§ Task description
The expected response is a copy of every line in the entries below that includes the word "static".

[[ Source data, beginning ]]

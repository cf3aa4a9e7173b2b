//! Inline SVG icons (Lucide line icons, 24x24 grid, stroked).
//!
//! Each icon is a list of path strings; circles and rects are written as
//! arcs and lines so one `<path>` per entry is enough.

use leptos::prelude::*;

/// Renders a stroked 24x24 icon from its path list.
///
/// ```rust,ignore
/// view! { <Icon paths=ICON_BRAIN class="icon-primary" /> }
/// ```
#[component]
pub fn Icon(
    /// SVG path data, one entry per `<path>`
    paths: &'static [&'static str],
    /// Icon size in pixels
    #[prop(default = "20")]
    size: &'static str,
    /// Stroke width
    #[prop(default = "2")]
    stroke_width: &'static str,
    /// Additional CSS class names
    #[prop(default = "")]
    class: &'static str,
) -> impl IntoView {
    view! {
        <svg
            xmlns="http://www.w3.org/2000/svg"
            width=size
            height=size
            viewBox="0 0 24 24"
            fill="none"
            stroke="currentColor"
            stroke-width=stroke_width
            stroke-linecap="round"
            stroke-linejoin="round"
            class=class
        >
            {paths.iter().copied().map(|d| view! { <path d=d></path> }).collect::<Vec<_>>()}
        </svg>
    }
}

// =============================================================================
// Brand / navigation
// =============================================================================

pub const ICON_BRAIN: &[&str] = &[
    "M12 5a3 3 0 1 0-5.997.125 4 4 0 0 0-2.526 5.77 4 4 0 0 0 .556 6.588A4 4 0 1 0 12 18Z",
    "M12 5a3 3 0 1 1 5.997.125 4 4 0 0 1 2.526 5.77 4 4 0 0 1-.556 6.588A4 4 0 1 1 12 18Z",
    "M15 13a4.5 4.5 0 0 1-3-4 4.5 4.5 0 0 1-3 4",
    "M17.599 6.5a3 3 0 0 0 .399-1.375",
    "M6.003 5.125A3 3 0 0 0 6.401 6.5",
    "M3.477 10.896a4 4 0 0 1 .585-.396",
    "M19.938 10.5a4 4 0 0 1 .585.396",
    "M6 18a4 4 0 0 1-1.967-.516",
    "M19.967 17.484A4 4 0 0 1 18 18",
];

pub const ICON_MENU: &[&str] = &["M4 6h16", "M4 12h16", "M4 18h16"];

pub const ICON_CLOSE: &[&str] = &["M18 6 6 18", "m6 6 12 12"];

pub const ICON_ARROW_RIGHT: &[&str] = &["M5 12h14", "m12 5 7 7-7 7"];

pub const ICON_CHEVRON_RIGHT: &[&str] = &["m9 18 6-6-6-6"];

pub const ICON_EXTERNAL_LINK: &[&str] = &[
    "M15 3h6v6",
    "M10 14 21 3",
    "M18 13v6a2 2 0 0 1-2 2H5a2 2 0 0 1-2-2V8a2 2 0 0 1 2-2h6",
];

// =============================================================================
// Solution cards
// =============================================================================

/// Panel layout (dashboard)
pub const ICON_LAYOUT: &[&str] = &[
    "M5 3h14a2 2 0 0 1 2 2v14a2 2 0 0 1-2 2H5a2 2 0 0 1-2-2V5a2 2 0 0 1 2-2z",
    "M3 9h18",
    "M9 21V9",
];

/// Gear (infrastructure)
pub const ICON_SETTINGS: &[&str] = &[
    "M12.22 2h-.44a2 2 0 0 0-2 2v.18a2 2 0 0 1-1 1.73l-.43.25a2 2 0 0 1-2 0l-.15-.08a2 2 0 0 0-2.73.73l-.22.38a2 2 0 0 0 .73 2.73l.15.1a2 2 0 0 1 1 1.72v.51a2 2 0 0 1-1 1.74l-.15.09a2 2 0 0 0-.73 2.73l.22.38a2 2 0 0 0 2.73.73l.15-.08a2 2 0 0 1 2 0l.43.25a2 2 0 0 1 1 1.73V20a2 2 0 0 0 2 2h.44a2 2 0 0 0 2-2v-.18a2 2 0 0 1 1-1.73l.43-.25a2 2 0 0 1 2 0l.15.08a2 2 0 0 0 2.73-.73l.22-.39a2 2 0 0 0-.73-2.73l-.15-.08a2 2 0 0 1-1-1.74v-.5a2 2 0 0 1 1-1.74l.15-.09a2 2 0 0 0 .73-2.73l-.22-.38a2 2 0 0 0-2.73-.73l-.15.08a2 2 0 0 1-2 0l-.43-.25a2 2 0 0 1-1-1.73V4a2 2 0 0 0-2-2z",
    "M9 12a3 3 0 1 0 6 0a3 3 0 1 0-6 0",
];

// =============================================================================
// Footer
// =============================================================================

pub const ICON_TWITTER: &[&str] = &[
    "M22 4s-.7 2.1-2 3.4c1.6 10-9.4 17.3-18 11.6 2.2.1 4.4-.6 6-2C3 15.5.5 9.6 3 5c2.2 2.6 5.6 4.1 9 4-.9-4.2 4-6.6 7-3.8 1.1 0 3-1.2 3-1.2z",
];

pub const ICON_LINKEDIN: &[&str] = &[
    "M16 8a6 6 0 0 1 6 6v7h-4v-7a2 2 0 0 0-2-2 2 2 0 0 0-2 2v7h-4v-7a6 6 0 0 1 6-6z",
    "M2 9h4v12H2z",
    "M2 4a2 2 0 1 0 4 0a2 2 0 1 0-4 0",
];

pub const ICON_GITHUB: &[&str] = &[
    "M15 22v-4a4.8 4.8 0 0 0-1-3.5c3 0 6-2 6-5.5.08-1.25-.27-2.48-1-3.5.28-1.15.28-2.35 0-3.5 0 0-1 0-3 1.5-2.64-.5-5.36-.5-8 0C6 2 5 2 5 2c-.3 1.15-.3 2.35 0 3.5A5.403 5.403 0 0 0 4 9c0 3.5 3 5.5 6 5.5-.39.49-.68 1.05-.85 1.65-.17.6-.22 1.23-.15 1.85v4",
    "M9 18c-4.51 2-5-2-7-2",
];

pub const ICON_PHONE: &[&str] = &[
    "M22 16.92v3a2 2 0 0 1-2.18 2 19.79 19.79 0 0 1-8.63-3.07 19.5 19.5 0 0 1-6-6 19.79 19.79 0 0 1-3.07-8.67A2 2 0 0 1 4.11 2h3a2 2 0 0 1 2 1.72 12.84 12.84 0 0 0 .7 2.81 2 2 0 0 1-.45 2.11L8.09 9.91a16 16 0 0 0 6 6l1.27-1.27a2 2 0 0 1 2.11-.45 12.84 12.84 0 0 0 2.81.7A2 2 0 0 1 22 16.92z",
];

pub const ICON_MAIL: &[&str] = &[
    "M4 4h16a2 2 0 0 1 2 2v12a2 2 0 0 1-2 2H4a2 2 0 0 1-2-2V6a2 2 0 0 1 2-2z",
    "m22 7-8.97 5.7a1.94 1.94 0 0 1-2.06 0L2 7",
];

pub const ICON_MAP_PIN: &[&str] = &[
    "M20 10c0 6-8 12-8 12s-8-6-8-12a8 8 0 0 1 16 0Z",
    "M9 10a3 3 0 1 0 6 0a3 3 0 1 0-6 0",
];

[[ Source data, end ]]

§ Solved problem
    paths: &'static [&'static str],
    size: &'static str,
    stroke_width: &'static str,
    class: &'static str,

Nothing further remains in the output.